Collected data entries:
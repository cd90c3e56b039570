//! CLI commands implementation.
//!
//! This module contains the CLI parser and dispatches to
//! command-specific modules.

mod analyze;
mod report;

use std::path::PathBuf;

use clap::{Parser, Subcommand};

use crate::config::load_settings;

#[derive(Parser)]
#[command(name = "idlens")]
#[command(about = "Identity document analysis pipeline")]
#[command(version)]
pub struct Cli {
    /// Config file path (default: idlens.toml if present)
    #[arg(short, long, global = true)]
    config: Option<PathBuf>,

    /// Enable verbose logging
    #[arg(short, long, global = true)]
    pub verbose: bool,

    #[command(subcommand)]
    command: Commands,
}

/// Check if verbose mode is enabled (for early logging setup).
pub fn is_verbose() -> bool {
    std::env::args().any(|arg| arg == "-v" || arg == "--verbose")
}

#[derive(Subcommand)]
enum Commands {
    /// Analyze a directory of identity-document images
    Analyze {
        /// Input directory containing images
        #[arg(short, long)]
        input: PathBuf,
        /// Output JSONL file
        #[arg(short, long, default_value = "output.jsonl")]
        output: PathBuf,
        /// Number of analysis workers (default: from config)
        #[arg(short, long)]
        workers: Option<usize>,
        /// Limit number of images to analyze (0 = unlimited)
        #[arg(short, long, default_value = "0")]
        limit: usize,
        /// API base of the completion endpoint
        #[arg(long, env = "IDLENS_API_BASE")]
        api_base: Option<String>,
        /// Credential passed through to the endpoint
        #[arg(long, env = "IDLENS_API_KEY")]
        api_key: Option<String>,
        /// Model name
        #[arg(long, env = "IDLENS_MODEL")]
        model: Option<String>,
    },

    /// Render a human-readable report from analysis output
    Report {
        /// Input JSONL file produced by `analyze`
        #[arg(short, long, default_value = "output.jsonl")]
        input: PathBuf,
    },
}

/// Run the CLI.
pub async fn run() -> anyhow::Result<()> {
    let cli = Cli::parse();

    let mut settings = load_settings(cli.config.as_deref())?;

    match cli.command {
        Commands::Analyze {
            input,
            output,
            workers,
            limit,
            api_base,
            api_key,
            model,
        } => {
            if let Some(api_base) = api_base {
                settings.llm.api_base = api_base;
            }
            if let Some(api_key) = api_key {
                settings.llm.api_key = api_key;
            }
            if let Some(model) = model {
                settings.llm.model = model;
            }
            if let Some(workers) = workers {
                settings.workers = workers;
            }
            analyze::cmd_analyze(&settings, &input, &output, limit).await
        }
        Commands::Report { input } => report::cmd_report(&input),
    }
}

--

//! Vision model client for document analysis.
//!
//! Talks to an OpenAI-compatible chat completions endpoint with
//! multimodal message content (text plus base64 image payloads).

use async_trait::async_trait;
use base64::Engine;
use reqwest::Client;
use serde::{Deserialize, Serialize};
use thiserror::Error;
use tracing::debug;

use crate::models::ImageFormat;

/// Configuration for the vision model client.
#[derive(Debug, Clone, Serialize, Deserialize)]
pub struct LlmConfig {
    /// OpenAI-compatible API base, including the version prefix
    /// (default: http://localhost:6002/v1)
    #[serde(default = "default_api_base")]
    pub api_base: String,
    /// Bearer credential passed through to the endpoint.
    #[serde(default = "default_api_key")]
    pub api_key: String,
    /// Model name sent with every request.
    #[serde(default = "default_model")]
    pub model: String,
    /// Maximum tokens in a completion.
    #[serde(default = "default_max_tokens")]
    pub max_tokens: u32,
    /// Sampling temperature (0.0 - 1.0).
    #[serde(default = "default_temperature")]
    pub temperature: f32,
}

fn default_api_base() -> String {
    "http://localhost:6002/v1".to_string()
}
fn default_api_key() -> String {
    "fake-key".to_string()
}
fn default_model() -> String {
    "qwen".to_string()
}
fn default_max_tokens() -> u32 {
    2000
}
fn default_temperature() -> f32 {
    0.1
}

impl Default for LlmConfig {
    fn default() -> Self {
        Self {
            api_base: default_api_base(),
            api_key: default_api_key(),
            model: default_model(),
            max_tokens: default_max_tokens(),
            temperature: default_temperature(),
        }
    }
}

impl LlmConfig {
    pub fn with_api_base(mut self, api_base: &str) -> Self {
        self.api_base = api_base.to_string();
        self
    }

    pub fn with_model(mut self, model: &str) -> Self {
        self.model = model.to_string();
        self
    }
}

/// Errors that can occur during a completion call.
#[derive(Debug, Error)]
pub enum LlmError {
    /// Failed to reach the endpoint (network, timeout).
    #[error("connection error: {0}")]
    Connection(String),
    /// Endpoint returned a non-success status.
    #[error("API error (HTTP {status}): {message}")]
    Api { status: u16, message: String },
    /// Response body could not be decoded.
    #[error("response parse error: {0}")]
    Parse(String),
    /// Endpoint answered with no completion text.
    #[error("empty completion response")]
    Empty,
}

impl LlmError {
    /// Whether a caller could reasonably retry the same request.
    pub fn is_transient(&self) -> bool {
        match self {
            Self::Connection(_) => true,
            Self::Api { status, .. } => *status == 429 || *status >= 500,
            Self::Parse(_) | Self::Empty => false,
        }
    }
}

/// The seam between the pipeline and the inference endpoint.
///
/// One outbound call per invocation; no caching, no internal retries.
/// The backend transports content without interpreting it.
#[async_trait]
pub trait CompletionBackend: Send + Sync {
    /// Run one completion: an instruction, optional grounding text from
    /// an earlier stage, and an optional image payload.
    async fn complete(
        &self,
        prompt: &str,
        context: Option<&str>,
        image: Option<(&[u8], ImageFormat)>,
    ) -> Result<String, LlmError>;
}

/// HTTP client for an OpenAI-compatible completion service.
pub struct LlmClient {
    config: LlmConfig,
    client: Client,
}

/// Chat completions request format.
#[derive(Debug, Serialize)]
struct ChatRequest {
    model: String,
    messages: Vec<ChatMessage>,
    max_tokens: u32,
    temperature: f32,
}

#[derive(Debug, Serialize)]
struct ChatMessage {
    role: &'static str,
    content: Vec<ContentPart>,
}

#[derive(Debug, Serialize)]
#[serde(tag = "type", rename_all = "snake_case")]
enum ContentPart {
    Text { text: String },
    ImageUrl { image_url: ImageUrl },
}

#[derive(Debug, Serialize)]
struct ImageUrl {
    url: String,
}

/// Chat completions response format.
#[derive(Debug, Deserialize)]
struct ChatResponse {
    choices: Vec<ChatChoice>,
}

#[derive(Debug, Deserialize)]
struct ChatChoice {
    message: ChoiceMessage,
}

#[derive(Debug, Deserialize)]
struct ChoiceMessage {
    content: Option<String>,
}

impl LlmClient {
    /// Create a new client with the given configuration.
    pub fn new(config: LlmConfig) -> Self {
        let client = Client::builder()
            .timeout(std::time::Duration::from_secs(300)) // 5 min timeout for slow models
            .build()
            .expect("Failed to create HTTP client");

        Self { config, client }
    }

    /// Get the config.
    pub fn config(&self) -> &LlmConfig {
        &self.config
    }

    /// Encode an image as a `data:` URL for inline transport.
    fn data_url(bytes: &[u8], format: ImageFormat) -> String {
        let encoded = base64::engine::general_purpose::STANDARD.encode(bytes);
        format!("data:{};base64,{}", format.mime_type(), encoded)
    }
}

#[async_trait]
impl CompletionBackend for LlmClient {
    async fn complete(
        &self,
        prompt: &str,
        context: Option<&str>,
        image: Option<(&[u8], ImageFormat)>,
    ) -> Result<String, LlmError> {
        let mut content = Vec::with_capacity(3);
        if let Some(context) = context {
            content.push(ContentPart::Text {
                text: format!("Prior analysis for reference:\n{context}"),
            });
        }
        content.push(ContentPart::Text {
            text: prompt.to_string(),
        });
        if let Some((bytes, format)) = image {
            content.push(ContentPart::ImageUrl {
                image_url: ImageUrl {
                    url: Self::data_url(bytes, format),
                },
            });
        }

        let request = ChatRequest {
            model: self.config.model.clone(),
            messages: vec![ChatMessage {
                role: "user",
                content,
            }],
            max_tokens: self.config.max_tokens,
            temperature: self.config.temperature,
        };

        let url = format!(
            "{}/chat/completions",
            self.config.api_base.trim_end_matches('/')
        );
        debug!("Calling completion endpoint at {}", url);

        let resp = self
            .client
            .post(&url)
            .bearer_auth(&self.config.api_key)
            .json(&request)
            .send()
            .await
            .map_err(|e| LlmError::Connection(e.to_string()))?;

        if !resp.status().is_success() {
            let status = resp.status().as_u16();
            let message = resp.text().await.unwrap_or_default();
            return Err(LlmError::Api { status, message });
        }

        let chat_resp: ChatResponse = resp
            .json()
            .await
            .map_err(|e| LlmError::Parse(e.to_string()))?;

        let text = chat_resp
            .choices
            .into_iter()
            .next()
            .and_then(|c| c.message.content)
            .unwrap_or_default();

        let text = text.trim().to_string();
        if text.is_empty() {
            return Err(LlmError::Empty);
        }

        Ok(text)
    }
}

Assignment:
From the lines above, copy those that contain the word "workers".

Response area:
        /// Number of analysis workers (default: from config)
        workers: Option<usize>,
            workers,
            if let Some(workers) = workers {
                settings.workers = workers;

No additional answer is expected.